Stored data entries

= Beginning of Section =

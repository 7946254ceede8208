//! Key-value store bindings for templates.
//!
//! Templates reach the store through the [`KvStore`] trait only, so the host
//! can plug in a local map or a remote store without the rendering pipeline
//! knowing. Documents are JSON values addressed by key.

use crate::error::KvError;
use jsonpath_rust::JsonPath;
use parking_lot::RwLock;
use serde_json::Value;
use std::collections::HashMap;

/// Store operations exposed to templates.
///
/// Missing keys are never an error: reads return `None` and removals are
/// no-ops. Calls may happen several times per request.
pub trait KvStore: Send + Sync {
    /// Value stored at `key`.
    fn get(&self, key: &str) -> Result<Option<Value>, KvError>;

    /// Replace the value at `key` with the parsed JSON `value`.
    fn put(&self, key: &str, value: &str) -> Result<(), KvError>;

    /// Add `value` at the JSON pointer `path` inside the document at `key`.
    fn add(&self, key: &str, path: &str, value: &str) -> Result<(), KvError>;

    /// Remove whatever sits at the JSON pointer `path` inside `key`.
    fn remove(&self, key: &str, path: &str) -> Result<(), KvError>;

    /// Evaluate a JSONPath expression against the document at `key`.
    fn lookup(&self, key: &str, expression: &str) -> Result<Option<Value>, KvError>;
}

/// Process-local [`KvStore`].
#[derive(Debug, Default)]
pub struct InMemoryKvStore {
    data: RwLock<HashMap<String, Value>>,
}

impl InMemoryKvStore {
    pub fn new() -> Self {
        Self::default()
    }
}

/// Parse a value argument; bare text that is not JSON is kept as a string.
fn parse_value(value: &str) -> Value {
    serde_json::from_str(value).unwrap_or_else(|_| Value::String(value.to_string()))
}

fn pointer_tokens(path: &str) -> Result<Vec<String>, KvError> {
    if path.is_empty() {
        return Ok(Vec::new());
    }
    if !path.starts_with('/') {
        return Err(KvError::InvalidPointer(path.to_string()));
    }
    Ok(path[1..]
        .split('/')
        .map(|t| t.replace("~1", "/").replace("~0", "~"))
        .collect())
}

/// Parent pointer of `tokens` and the last token, if any.
fn split_last(tokens: &[String]) -> Option<(String, &str)> {
    let (last, parent) = tokens.split_last()?;
    let parent = parent
        .iter()
        .map(|t| format!("/{}", t.replace('~', "~0").replace('/', "~1")))
        .collect::<String>();
    Some((parent, last.as_str()))
}

/// JSON-patch style `add` on `doc`.
fn add_at(doc: &mut Value, path: &str, value: Value) -> Result<(), KvError> {
    let tokens = pointer_tokens(path)?;
    let Some((parent_path, last)) = split_last(&tokens) else {
        *doc = value;
        return Ok(());
    };

    let parent = doc
        .pointer_mut(&parent_path)
        .ok_or_else(|| KvError::InvalidPointer(path.to_string()))?;
    match parent {
        Value::Object(map) => {
            map.insert(last.to_string(), value);
        }
        Value::Array(items) => {
            if last == "-" {
                items.push(value);
            } else {
                let index: usize = last
                    .parse()
                    .map_err(|_| KvError::InvalidPointer(path.to_string()))?;
                if index > items.len() {
                    return Err(KvError::InvalidPointer(path.to_string()));
                }
                items.insert(index, value);
            }
        }
        _ => return Err(KvError::InvalidPointer(path.to_string())),
    }
    Ok(())
}

/// Remove the element at `path`; missing targets are ignored.
fn remove_at(doc: &mut Value, path: &str) -> Result<(), KvError> {
    let tokens = pointer_tokens(path)?;
    let Some((parent_path, last)) = split_last(&tokens) else {
        *doc = Value::Null;
        return Ok(());
    };

    match doc.pointer_mut(&parent_path) {
        Some(Value::Object(map)) => {
            map.remove(last);
        }
        Some(Value::Array(items)) => {
            if let Ok(index) = last.parse::<usize>() {
                if index < items.len() {
                    items.remove(index);
                }
            }
        }
        _ => {}
    }
    Ok(())
}

impl KvStore for InMemoryKvStore {
    fn get(&self, key: &str) -> Result<Option<Value>, KvError> {
        Ok(self.data.read().get(key).cloned())
    }

    fn put(&self, key: &str, value: &str) -> Result<(), KvError> {
        self.data.write().insert(key.to_string(), parse_value(value));
        Ok(())
    }

    fn add(&self, key: &str, path: &str, value: &str) -> Result<(), KvError> {
        let mut data = self.data.write();
        let doc = data
            .entry(key.to_string())
            .or_insert_with(|| Value::Object(Default::default()));
        add_at(doc, path, parse_value(value))
    }

    fn remove(&self, key: &str, path: &str) -> Result<(), KvError> {
        let mut data = self.data.write();
        match data.get_mut(key) {
            Some(doc) => remove_at(doc, path),
            None => Ok(()),
        }
    }

    fn lookup(&self, key: &str, expression: &str) -> Result<Option<Value>, KvError> {
        let Some(doc) = self.get(key)? else {
            return Ok(None);
        };

        let path = JsonPath::try_from(expression).map_err(|e| {
            KvError::InvalidPathExpression(expression.to_string(), e.to_string())
        })?;

        Ok(match path.find(&doc) {
            Value::Array(mut results) if results.len() == 1 => results.pop(),
            Value::Array(results) if results.is_empty() => None,
            Value::Null => None,
            other => Some(other),
        })
    }
}
impl<'a> Matcher<'a> {
    pub fn new(registry: &'a EndpointRegistry) -> Self {
        Self { registry }
    }

    /// Find the endpoint serving `request`, or explain why there is none.
    pub fn find_match(&self, request: &CapturedRequest) -> MatchOutcome {
        let walk = match self.walk(&request.path, &request.method) {
            Ok(walk) => walk,
            Err(matched) => {
                return MatchOutcome::Mismatched(MismatchDetail::Path {
                    path: request.path.clone(),
                    matched,
                })
            }
        };

        let candidates = match walk.node.endpoints_for(&request.method) {
            Some(candidates) if !candidates.is_empty() => candidates,
            _ => {
                return MatchOutcome::Mismatched(MismatchDetail::Method {
                    path: request.path.clone(),
                    method: request.method.clone(),
                })
            }
        };

        let query = request.query_params();
        let mut rejections = Vec::new();
        for endpoint in candidates {
            let failed = failed_predicates(&endpoint.request, request, &query);
            if failed.is_empty() {
                return MatchOutcome::Matched(MatchResult {
                    endpoint: Arc::clone(endpoint),
                    path_params: walk.path_params,
                });
            }
            rejections.push(Rejection {
                endpoint_id: endpoint.id.clone(),
                failed,
            });
        }

        MatchOutcome::Mismatched(MismatchDetail::Predicates {
            path: request.path.clone(),
            method: request.method.clone(),
            rejections,
        })
    }

    /// Walk the trie along `path`. On failure returns the matched subpath.
    fn walk(&self, path: &str, method: &str) -> Result<Walk<'a>, String> {
        let segments = split_path(path);
        let mut node = self.registry.root();
        let mut matched: Vec<&str> = Vec::new();
        let mut path_params = HashMap::new();
        let mut i = 0;

        while i < segments.len() {
            let segment = segments[i];

            if let Some(child) = node.literal_child(segment) {
                node = child;
                matched.push(segment);
                i += 1;
                continue;
            }

            if let Some(child) = node.wildcard_child() {
                for name in child.param_names() {
                    path_params.insert(name.clone(), segment.to_string());
                }
                node = child;
                matched.push(segment);
                i += 1;
                continue;
            }

            if let Some(multi) = node.multi_wildcard_child() {
                // Consume segments until one can continue below the `**` node.
                let resume = segments[i..]
                    .iter()
                    .position(|s| multi.literal_child(s).is_some())
                    .map(|offset| i + offset)
                    .or_else(|| multi.wildcard_child().map(|_| segments.len() - 1));

                node = multi;
                match resume {
                    Some(next) => {
                        matched.extend(&segments[i..next]);
                        i = next;
                    }
                    None => {
                        matched.extend(&segments[i..]);
                        i = segments.len();
                    }
                }
                continue;
            }

            return Err(matched.join("/"));
        }

        // `**` also matches zero trailing segments.
        if node.endpoints_for(method).map_or(true, |e| e.is_empty()) {
            if let Some(multi) = node.multi_wildcard_child() {
                node = multi;
            }
        }

        Ok(Walk { node, path_params })
    }
}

= End of Section =

(WORK TO COMPLETE) Work through the records line by line and tally those holding "name". Reply with the number alone.

(RESPONSE AREA) 2